The number of private in-patient and out-patient treatment centers has increased dramatically in the last few decades since the end of the war. As many as two hundred new Pentecostal rehabilitation centers have popped up in Guatemala City’s metropolitan area. They tout logics of individual transformation that are about—in the words of Kevin Lewis O’Neill—“getting the fuck out of here.” These centers do not follow the twelve steps nor offer group therapy, nor do they keep patient records like case histories. Contrary to the social gospel of the Catholic Church and Liberation Theology, the logic of Pentecostal and Charismatic Christianity (to which as much as 60% of Guatemalans ascribe) demands the captivity of the will. Abducted on the street by center inmates called cazadores, drug users are often held against their will in dingy and haphazard centers. If AA and NA were the recovery models of the civil war and N/A the model of the peace and reconciliation era, then these exemplify what Julie Gibbings and I have called “post-peace Guatemala.”

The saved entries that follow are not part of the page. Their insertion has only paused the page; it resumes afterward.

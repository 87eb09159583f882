//! Step dispatch by action kind.

use super::stability::await_stable;
use super::{conditional, resolver, verify, Ctx};
use crate::config::step::select_match;
use crate::config::{ActionKind, ElementIndex, Step};
use crate::driver::{ClickMode, ElementState, Locator};
use crate::events::DiagnosticKind;
use crate::locate::{self, Candidate};
use crate::{Error, Result};
use std::path::Path;
use std::time::Duration;
use tracing::{debug, info, warn};

const APPEAR_POLLS: usize = 6;
const APPEAR_INTERVAL: Duration = Duration::from_millis(500);
const TRIGGER_TIMEOUT: Duration = Duration::from_secs(2);
const OPTION_WAIT: Duration = Duration::from_secs(1);
const DEFAULT_WAIT: Duration = Duration::from_secs(1);

/// Execute one step, including `if`.
pub(crate) async fn execute_step(ctx: &Ctx<'_>, step: &Step) -> Result<()> {
    match step.action {
        ActionKind::If => conditional::run(ctx, step).await,
        _ => execute_action(ctx, step).await,
    }
}

/// Execute one non-conditional step.
pub(crate) async fn execute_action(ctx: &Ctx<'_>, step: &Step) -> Result<()> {
    match &step.action {
        ActionKind::Navigate => navigate(ctx, step).await,
        ActionKind::Click => click(ctx, step).await,
        ActionKind::Input => input(ctx, step).await,
        ActionKind::Upload => upload(ctx, step).await,
        ActionKind::Verify => verify::verify(ctx, step).await,
        ActionKind::Back => {
            if let Err(e) = ctx.page.back().await {
                warn!("step {}: back failed: {}", step.step, e);
            }
            await_stable(ctx.page, true, &ctx.settings.stability, &ctx.settings.vocabulary).await;
            Ok(())
        }
        ActionKind::Refresh => {
            ctx.page.reload().await?;
            await_stable(ctx.page, false, &ctx.settings.stability, &ctx.settings.vocabulary).await;
            Ok(())
        }
        ActionKind::Wait => {
            let d = step.declared_duration().unwrap_or(DEFAULT_WAIT);
            debug!("step {}: waiting {:?}", step.step, d);
            tokio::time::sleep(d).await;
            Ok(())
        }
        ActionKind::If => {
            warn!("step {}: nested conditional ignored", step.step);
            Ok(())
        }
        ActionKind::Other(name) => {
            info!("step {}: unknown action '{}', skipping", step.step, name);
            Ok(())
        }
    }
}

async fn navigate(ctx: &Ctx<'_>, step: &Step) -> Result<()> {
    let url = if step.target.is_empty() {
        step.value.as_deref().unwrap_or_default()
    } else {
        step.target.as_str()
    };
    info!("Navigating to {}", url);
    ctx.page.goto(url).await?;
    if ctx.settings.vocabulary.is_embedded_app_url(url) {
        debug!("{} hosts an embedded app, waiting for it to mount", url);
        let settled =
            await_stable(ctx.page, false, &ctx.settings.stability, &ctx.settings.vocabulary).await;
        ctx.diagnostic(DiagnosticKind::Stability, format!("{:?} after navigate", settled));
    }
    Ok(())
}

async fn click(ctx: &Ctx<'_>, step: &Step) -> Result<()> {
    let target = step.target.as_str();

    if step.use_ai {
        ctx.diagnostic(DiagnosticKind::Fallback, format!("assisted click on '{}'", target));
        return assisted_click(ctx, target).await;
    }

    let candidates = locate::generate_candidates(target, &step.action);

    if ctx.settings.vocabulary.is_dropdown_like(target)
        && dropdown(ctx, &candidates, step.index, target).await?
    {
        return Ok(());
    }

    let err = match resolver::click(ctx, &candidates, step.index, target).await {
        Ok(r) => {
            debug!("clicked '{}' via {} [{}] in tier {}", target, r.locator, r.nth, r.tier);
            return Ok(());
        }
        Err(e) => e,
    };
    debug!("resolver exhausted for '{}': {}", target, err);

    ctx.diagnostic(DiagnosticKind::Fallback, format!("assist for '{}'", target));
    if assisted_click(ctx, target).await.is_ok() {
        return Ok(());
    }

    ctx.diagnostic(DiagnosticKind::Fallback, format!("xpath sweep for '{}'", target));
    if resolver::xpath_sweep(ctx, target, step.index).await {
        return Ok(());
    }

    Err(err)
}

async fn assisted_click(ctx: &Ctx<'_>, target: &str) -> Result<()> {
    if ctx
        .assist
        .attempt_click(ctx.page, target, ctx.settings.assist_attempts)
        .await
    {
        resolver::settle_after(ctx, target).await;
        Ok(())
    } else {
        Err(Error::resolution(target, "assisted click found no match"))
    }
}

/// Dropdown and state-option targets. Returns `true` when the step is done.
///
/// Waits for the option to appear; when it is already selected the click is
/// skipped. When it never appears, opens a dropdown trigger and picks the
/// option from the panel. Otherwise the standard resolver takes over.
async fn dropdown(
    ctx: &Ctx<'_>,
    candidates: &[Candidate],
    index: Option<ElementIndex>,
    target: &str,
) -> Result<bool> {
    if let Some((loc, nth)) = wait_for_any(ctx, candidates, index).await? {
        if let Some(info) = ctx.page.inspect(&loc, nth).await? {
            if info.looks_selected() {
                info!("'{}' is already selected, skipping click", target);
                ctx.diagnostic(
                    DiagnosticKind::Skip,
                    format!("'{}' already selected ({} [{}])", target, loc, nth),
                );
                return Ok(true);
            }
        }
        return Ok(false);
    }

    for trigger in locate::dropdown_triggers() {
        if ctx.page.count(&trigger).await? == 0 {
            continue;
        }
        if let Err(e) = ctx
            .page
            .click(&trigger, 0, ClickMode::Normal, TRIGGER_TIMEOUT)
            .await
        {
            debug!("dropdown trigger {} failed: {}", trigger, e);
            continue;
        }
        ctx.diagnostic(DiagnosticKind::Fallback, format!("opened dropdown via {}", trigger));

        for option in locate::option_locators(target) {
            if !ctx
                .page
                .wait_for(&option, 0, ElementState::Attached, OPTION_WAIT)
                .await?
            {
                continue;
            }
            let count = ctx.page.count(&option).await?;
            let Some(nth) = select_match(index, count) else {
                continue;
            };
            match ctx
                .page
                .click(&option, nth, ClickMode::Normal, TRIGGER_TIMEOUT)
                .await
            {
                Ok(()) => {
                    ctx.diagnostic(
                        DiagnosticKind::Click,
                        format!("{} via option {} [{}]", target, option, nth),
                    );
                    resolver::settle_after(ctx, target).await;
                    return Ok(true);
                }
                Err(e) if e.is_page_closed() => return Ok(true),
                Err(e) => debug!("dropdown option {} failed: {}", option, e),
            }
        }
        // One opened panel is enough to know the option is not in it.
        break;
    }
    Ok(false)
}

/// Poll until any candidate matches.
async fn wait_for_any(
    ctx: &Ctx<'_>,
    candidates: &[Candidate],
    index: Option<ElementIndex>,
) -> Result<Option<(Locator, usize)>> {
    for poll in 0..APPEAR_POLLS {
        for cand in candidates {
            let count = match ctx.page.count(&cand.locator).await {
                Ok(n) => n,
                Err(e) if e.is_page_closed() => return Err(e),
                Err(_) => continue,
            };
            if let Some(nth) = select_match(index, count) {
                return Ok(Some((cand.locator.clone(), nth)));
            }
        }
        if poll + 1 < APPEAR_POLLS {
            tokio::time::sleep(APPEAR_INTERVAL).await;
        }
    }
    Ok(None)
}

async fn input(ctx: &Ctx<'_>, step: &Step) -> Result<()> {
    let target = step.target.as_str();
    let value = step.value.as_deref().unwrap_or_default();

    if step.use_ai {
        ctx.diagnostic(DiagnosticKind::Fallback, format!("assisted fill of '{}'", target));
        return if ctx.assist.attempt_fill(ctx.page, target, value).await {
            Ok(())
        } else {
            Err(Error::resolution(target, "assisted fill found no input"))
        };
    }

    let candidates = locate::generate_candidates(target, &ActionKind::Input);
    resolver::fill(ctx, &candidates, step.index, target, value).await?;
    await_stable(ctx.page, true, &ctx.settings.stability, &ctx.settings.vocabulary).await;
    Ok(())
}

async fn upload(ctx: &Ctx<'_>, step: &Step) -> Result<()> {
    let target = step.target.as_str();
    let path = ctx
        .uploads
        .resolve(step.value.as_deref().unwrap_or_default())?;
    info!("Uploading {}", path.display());

    if set_file(ctx, &locate::file_input_candidates(target), step.index, &path).await? {
        return Ok(());
    }

    if !target.is_empty() {
        let candidates = locate::generate_candidates(target, &ActionKind::Click);
        if let Err(e) = resolver::click(ctx, &candidates, step.index, target).await {
            debug!("could not click upload target '{}': {}", target, e);
        }
        let generic = [Locator::css("input[type=\"file\"]")];
        if set_file(ctx, &generic, None, &path).await? {
            return Ok(());
        }
    }

    Err(Error::ActionFailed(format!(
        "no file input accepted {}",
        path.display()
    )))
}

async fn set_file(
    ctx: &Ctx<'_>,
    inputs: &[Locator],
    index: Option<ElementIndex>,
    path: &Path,
) -> Result<bool> {
    for loc in inputs {
        let count = ctx.page.count(loc).await?;
        let Some(nth) = select_match(index, count) else {
            continue;
        };
        match ctx.page.set_input_file(loc, nth, path).await {
            Ok(()) => {
                debug!("set {} on {} [{}]", path.display(), loc, nth);
                return Ok(true);
            }
            Err(e) if e.is_page_closed() => return Err(e),
            Err(e) => debug!("set file on {} failed: {}", loc, e),
        }
    }
    Ok(false)
}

This brief account of AA, NA, and N/A in Central America has addressed a few key questions in the new global history of twelve-step recovery. Why and how did groups spread so widely? What did group members find in the rooms of recovery? How does this history connect with broader national and international histories with which we are more familiar? As a partial answer to these questions, I have argued that orthodoxy in print literature and practice provided an apparently apolitical outlet for the personal impacts of political turmoil before and during the civil war. Meetings offered mutual aid that was largely unfettered by surveillance and political repression at a time when that was hard to come by. I have also sought to model how transnational and global approaches strengthen the subfield of alcohol and drug history and, too, our understanding of the Cold War. Indeed, one of the most quietly pervasive legacies of the Central American Cold War was a set of twelve steps, a group of equals, mutual aid, and the admonition to get one’s feelings under control.